#### Activity:
Among the records below, find each line containing the word "main" and copy it.

Data items

..............................

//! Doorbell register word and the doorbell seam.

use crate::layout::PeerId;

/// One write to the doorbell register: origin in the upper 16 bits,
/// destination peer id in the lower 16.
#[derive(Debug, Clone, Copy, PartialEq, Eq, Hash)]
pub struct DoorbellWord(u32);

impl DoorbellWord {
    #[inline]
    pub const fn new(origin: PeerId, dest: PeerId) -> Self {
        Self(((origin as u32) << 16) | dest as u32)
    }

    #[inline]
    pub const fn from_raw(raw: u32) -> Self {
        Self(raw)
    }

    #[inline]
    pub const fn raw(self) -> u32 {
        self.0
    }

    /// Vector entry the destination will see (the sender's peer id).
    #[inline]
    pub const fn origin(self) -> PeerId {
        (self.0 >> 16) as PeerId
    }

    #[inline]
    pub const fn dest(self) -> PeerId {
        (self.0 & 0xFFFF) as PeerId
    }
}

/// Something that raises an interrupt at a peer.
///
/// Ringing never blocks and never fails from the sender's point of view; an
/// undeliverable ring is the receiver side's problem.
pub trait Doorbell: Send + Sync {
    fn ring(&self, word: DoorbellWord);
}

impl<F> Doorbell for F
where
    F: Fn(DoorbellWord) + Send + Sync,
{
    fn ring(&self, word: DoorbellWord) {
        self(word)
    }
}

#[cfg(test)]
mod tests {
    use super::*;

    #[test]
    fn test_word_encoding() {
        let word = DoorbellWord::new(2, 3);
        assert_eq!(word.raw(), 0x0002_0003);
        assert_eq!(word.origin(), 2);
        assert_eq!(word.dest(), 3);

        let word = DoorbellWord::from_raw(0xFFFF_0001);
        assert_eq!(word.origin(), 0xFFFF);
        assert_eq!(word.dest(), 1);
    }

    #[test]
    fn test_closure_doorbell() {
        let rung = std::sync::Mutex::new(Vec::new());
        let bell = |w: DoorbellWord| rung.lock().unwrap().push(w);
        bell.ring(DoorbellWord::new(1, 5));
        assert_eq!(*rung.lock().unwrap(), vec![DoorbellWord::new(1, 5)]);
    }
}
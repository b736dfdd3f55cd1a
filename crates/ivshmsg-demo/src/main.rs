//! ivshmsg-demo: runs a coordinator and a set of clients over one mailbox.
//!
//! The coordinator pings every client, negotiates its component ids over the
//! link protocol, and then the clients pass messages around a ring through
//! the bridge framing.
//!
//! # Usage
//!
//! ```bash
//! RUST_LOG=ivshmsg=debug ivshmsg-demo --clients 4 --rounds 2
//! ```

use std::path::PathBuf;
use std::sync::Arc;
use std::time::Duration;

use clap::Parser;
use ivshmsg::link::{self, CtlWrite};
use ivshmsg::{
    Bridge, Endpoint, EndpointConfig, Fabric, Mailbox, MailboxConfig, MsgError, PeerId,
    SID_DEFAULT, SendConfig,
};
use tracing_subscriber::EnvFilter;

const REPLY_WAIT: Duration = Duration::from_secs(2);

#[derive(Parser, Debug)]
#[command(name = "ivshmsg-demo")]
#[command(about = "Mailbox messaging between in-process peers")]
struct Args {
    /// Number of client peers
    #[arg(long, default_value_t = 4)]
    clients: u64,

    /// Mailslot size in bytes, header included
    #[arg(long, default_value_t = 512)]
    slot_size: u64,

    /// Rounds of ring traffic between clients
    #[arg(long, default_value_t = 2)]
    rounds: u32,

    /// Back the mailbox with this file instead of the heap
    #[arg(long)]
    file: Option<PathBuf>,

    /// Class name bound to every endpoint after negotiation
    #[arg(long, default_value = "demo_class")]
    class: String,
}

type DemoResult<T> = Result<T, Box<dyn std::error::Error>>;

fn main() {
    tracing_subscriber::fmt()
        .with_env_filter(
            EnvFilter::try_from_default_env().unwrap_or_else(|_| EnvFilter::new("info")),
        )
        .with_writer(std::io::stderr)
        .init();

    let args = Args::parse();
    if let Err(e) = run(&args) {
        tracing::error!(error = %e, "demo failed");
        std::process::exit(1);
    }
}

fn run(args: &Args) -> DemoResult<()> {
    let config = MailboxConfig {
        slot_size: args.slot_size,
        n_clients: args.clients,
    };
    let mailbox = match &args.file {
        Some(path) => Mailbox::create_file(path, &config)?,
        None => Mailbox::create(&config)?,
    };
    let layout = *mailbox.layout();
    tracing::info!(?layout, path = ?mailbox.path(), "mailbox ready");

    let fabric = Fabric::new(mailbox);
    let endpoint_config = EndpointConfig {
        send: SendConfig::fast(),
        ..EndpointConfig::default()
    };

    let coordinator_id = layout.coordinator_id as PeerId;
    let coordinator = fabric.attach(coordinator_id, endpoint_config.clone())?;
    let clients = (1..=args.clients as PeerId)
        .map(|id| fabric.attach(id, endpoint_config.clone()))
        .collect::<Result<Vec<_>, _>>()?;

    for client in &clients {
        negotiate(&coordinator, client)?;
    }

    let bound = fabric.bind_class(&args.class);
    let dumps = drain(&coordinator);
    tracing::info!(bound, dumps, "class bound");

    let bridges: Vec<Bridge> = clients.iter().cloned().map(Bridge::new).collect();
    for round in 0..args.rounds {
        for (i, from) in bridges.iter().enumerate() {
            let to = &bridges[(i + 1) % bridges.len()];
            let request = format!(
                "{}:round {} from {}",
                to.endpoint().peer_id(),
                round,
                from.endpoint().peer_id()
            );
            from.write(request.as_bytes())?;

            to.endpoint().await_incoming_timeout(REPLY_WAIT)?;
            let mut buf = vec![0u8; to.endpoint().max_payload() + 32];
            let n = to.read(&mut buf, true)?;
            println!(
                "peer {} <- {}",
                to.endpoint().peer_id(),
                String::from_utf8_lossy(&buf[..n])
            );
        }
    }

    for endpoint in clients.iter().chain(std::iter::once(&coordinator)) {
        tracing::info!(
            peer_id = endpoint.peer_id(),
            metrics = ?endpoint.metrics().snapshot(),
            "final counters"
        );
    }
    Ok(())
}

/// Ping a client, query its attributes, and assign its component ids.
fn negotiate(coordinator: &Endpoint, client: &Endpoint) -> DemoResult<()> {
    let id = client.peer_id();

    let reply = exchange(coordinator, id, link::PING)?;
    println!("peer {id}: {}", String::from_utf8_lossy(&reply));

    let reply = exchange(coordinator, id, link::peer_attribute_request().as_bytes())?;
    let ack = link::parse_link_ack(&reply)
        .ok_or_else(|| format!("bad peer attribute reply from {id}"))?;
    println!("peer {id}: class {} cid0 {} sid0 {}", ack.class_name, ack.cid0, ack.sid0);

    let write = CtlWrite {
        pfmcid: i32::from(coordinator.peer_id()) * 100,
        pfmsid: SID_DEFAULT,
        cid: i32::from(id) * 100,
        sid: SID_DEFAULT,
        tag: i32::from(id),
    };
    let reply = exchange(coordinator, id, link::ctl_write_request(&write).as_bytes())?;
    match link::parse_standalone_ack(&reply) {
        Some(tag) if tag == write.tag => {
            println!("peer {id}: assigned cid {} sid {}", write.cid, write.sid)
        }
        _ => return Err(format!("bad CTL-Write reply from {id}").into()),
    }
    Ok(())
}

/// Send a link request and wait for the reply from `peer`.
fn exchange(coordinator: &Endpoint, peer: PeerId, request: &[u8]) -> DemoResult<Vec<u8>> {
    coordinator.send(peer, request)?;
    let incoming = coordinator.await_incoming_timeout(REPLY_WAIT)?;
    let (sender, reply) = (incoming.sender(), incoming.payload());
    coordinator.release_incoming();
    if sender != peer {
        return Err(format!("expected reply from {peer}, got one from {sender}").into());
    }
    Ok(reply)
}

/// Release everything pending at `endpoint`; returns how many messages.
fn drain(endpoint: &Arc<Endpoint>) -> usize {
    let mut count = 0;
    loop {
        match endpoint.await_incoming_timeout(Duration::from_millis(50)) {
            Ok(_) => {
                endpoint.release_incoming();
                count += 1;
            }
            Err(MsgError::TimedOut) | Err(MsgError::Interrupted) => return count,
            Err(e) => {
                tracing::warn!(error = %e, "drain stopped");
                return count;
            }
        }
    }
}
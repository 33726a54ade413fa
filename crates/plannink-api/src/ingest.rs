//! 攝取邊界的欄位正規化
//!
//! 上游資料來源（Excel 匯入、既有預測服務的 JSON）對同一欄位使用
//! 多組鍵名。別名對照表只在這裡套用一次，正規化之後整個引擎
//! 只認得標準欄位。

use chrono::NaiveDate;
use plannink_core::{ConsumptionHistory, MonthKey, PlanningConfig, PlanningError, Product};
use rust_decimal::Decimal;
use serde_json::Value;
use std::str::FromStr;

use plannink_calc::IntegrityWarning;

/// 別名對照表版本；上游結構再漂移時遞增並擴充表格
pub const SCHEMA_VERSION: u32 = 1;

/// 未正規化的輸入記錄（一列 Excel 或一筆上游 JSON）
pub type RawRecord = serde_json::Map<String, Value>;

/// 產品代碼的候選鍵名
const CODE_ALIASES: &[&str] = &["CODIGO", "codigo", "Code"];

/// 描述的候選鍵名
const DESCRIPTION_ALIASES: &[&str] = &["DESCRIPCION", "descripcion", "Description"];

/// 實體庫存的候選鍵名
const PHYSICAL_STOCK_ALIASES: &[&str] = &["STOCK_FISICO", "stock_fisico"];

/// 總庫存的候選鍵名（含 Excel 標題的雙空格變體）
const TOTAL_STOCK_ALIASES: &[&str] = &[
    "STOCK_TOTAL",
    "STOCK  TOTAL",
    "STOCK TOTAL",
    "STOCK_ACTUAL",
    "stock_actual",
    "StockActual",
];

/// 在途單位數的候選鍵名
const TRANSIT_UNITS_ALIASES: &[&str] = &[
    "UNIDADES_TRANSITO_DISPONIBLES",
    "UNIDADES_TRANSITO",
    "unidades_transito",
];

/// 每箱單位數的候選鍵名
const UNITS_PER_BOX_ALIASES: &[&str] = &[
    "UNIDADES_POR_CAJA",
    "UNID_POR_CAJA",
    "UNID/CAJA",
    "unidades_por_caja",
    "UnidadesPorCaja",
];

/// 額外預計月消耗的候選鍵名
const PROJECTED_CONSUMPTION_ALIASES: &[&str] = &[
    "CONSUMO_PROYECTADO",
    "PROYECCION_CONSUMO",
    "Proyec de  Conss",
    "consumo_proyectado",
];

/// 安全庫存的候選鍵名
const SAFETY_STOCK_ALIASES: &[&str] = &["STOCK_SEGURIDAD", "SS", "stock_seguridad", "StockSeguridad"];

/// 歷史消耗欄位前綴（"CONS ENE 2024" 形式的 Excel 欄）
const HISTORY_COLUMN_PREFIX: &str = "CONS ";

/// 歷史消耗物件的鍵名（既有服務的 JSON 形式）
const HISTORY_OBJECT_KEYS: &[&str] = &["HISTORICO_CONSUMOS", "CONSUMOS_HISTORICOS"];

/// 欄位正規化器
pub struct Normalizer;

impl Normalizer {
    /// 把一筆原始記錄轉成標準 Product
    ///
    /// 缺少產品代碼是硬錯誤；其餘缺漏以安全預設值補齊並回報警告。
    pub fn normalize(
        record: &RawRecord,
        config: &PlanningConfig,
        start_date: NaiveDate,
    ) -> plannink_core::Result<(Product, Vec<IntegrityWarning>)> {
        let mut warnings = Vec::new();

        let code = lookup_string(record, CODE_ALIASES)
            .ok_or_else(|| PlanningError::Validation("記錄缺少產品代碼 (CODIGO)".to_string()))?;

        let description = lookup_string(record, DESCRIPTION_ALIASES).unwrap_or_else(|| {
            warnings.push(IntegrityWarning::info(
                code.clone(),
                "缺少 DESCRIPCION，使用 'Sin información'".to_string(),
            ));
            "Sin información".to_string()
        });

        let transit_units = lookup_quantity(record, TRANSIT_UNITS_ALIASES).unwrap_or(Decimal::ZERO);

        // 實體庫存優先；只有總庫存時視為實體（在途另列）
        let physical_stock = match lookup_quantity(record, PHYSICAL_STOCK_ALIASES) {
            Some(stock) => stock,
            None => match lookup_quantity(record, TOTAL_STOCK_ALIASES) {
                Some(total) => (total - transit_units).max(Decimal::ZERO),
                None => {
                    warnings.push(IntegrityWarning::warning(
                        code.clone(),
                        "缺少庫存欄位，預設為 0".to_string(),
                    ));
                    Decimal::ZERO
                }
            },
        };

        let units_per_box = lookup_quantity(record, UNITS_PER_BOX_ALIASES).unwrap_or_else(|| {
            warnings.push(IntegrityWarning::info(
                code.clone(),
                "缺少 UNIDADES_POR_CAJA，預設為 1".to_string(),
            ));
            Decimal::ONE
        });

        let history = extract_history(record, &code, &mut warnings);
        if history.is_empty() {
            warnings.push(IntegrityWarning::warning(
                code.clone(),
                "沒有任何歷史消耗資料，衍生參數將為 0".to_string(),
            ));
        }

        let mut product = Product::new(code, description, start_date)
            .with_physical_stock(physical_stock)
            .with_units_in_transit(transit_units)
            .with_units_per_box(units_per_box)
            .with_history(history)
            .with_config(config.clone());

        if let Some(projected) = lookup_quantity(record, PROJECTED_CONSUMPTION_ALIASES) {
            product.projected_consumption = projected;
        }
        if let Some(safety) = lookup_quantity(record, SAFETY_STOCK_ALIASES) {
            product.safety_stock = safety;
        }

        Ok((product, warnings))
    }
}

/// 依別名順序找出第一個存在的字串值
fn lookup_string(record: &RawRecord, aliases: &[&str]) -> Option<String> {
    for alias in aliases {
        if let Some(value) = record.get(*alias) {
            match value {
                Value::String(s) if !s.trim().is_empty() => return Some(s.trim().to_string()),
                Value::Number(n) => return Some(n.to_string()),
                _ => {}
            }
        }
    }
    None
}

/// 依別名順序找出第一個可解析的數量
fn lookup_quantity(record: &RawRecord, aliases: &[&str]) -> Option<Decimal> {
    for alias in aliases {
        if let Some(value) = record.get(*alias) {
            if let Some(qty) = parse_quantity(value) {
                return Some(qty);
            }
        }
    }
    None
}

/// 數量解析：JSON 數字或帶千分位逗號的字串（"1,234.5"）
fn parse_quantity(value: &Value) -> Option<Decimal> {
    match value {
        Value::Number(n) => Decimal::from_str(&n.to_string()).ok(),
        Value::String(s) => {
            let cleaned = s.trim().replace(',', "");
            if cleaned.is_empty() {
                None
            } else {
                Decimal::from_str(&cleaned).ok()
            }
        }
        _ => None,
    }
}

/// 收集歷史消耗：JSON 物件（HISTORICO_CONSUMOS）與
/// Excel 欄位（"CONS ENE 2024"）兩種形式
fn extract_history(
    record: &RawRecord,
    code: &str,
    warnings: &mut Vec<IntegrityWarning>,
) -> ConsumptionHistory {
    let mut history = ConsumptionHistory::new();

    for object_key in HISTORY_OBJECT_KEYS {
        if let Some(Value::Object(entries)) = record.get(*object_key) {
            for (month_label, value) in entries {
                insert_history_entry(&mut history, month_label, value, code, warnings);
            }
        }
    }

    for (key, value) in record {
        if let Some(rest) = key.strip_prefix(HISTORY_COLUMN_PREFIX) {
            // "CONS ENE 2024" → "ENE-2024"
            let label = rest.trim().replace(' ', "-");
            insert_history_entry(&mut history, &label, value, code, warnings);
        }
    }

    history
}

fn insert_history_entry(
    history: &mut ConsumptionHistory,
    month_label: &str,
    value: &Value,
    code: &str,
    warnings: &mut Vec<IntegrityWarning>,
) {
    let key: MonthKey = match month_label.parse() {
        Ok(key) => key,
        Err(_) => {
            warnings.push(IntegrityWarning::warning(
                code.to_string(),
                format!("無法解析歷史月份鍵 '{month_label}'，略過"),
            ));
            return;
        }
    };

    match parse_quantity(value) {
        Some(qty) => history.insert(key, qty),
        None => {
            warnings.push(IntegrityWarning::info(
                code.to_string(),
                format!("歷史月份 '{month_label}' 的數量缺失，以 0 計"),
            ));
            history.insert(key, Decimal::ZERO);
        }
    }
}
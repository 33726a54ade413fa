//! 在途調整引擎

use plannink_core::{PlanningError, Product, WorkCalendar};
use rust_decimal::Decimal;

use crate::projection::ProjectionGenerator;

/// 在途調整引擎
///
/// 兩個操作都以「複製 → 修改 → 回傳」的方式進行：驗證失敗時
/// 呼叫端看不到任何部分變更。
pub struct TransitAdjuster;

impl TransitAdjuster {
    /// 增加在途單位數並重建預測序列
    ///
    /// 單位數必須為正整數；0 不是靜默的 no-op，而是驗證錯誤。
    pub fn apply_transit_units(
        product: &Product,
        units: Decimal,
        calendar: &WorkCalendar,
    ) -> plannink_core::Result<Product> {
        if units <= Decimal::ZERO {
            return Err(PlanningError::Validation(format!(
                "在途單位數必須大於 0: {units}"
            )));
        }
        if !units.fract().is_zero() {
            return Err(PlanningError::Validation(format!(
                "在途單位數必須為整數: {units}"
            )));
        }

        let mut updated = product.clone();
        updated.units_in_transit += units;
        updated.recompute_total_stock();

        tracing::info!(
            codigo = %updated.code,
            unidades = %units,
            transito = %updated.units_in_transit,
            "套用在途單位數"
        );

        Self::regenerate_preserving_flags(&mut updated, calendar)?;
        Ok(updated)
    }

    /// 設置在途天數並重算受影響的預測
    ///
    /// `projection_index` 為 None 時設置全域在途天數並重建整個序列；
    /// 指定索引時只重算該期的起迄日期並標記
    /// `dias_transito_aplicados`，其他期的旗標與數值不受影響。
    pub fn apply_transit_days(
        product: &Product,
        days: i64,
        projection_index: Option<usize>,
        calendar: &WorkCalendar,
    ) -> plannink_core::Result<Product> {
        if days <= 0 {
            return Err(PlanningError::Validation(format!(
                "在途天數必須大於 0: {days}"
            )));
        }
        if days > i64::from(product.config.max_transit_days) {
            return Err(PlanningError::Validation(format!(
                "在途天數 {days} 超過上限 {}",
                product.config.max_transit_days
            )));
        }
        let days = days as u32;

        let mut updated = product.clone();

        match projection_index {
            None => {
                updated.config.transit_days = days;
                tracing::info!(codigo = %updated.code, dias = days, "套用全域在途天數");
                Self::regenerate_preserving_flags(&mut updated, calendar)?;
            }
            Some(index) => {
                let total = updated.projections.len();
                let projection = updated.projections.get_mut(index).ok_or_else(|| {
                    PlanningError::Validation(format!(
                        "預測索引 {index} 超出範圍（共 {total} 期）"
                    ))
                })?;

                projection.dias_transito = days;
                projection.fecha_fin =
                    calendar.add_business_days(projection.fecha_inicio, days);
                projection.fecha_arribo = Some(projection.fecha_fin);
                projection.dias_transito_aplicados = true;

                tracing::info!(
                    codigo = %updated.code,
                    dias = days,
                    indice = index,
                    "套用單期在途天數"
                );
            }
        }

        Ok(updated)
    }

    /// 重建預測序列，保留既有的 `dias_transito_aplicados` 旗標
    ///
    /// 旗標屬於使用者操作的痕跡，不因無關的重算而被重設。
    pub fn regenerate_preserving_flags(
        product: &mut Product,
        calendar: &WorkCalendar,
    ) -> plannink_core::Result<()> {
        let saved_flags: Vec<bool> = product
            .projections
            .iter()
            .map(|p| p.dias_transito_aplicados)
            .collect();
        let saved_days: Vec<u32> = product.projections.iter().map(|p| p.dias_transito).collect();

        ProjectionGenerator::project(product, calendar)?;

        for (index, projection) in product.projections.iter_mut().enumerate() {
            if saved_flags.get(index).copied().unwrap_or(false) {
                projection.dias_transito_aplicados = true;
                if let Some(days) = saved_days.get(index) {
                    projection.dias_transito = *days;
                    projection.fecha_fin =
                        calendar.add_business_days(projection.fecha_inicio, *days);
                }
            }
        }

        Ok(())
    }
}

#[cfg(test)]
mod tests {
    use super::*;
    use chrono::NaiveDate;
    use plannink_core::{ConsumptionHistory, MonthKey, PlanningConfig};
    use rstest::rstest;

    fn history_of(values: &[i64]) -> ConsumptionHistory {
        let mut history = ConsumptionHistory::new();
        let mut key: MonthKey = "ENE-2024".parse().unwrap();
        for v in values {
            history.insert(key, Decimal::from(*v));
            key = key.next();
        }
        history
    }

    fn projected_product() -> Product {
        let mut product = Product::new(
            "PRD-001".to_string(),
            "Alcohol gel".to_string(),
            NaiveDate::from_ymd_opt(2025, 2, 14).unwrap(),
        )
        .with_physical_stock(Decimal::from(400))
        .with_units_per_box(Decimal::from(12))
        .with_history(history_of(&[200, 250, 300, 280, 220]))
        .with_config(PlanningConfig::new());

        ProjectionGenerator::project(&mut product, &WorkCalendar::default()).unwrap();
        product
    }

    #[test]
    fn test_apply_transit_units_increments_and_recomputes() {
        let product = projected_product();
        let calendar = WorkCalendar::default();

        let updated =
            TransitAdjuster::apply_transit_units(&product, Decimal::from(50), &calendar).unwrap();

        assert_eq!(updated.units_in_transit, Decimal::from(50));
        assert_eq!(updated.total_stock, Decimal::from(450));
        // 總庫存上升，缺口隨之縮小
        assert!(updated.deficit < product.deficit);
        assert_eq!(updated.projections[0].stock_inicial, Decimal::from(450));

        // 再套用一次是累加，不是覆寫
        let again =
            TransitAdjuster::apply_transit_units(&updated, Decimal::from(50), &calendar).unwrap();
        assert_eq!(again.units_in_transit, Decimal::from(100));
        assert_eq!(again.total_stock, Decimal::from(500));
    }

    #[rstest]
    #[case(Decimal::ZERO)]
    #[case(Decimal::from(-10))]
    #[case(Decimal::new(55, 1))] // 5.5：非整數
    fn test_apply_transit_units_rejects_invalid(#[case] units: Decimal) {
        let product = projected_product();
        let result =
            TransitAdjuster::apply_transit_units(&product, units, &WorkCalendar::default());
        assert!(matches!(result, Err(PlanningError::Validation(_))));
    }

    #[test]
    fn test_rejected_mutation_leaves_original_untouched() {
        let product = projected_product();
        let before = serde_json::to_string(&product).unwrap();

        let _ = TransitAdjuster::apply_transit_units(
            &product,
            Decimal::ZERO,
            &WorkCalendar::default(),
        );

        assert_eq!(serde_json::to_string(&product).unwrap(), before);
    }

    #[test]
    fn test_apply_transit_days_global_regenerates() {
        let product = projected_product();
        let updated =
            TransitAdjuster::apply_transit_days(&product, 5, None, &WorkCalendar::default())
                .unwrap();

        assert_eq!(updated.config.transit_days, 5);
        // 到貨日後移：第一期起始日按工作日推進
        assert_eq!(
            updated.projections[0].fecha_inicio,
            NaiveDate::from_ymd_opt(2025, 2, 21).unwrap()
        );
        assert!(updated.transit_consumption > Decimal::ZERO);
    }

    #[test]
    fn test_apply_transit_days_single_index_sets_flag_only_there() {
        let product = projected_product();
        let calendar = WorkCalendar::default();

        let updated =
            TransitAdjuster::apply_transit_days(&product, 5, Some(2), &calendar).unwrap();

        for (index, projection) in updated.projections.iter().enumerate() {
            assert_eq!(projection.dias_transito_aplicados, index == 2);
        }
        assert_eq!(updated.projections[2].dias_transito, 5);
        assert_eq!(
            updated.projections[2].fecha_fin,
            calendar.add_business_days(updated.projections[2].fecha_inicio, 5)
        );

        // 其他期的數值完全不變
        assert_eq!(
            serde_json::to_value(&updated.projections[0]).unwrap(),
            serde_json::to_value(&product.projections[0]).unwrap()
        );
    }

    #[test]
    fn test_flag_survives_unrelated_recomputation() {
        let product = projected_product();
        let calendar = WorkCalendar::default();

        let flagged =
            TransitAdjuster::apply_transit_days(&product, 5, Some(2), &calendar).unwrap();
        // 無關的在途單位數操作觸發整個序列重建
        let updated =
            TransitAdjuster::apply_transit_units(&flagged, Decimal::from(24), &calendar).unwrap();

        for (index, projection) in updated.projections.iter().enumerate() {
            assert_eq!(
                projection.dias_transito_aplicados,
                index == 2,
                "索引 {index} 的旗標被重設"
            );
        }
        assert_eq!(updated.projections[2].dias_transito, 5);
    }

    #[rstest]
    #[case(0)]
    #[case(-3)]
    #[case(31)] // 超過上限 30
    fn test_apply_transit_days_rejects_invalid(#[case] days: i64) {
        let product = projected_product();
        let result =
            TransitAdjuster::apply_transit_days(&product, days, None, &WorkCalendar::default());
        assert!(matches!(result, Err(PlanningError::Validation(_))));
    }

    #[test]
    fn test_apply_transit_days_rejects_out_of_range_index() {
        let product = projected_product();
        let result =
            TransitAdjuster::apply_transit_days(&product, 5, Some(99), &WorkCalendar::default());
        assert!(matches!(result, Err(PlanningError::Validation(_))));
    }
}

..............................

#### Exercise solution:
filename crates/ivshmsg-demo/src/main.rs
fn main() {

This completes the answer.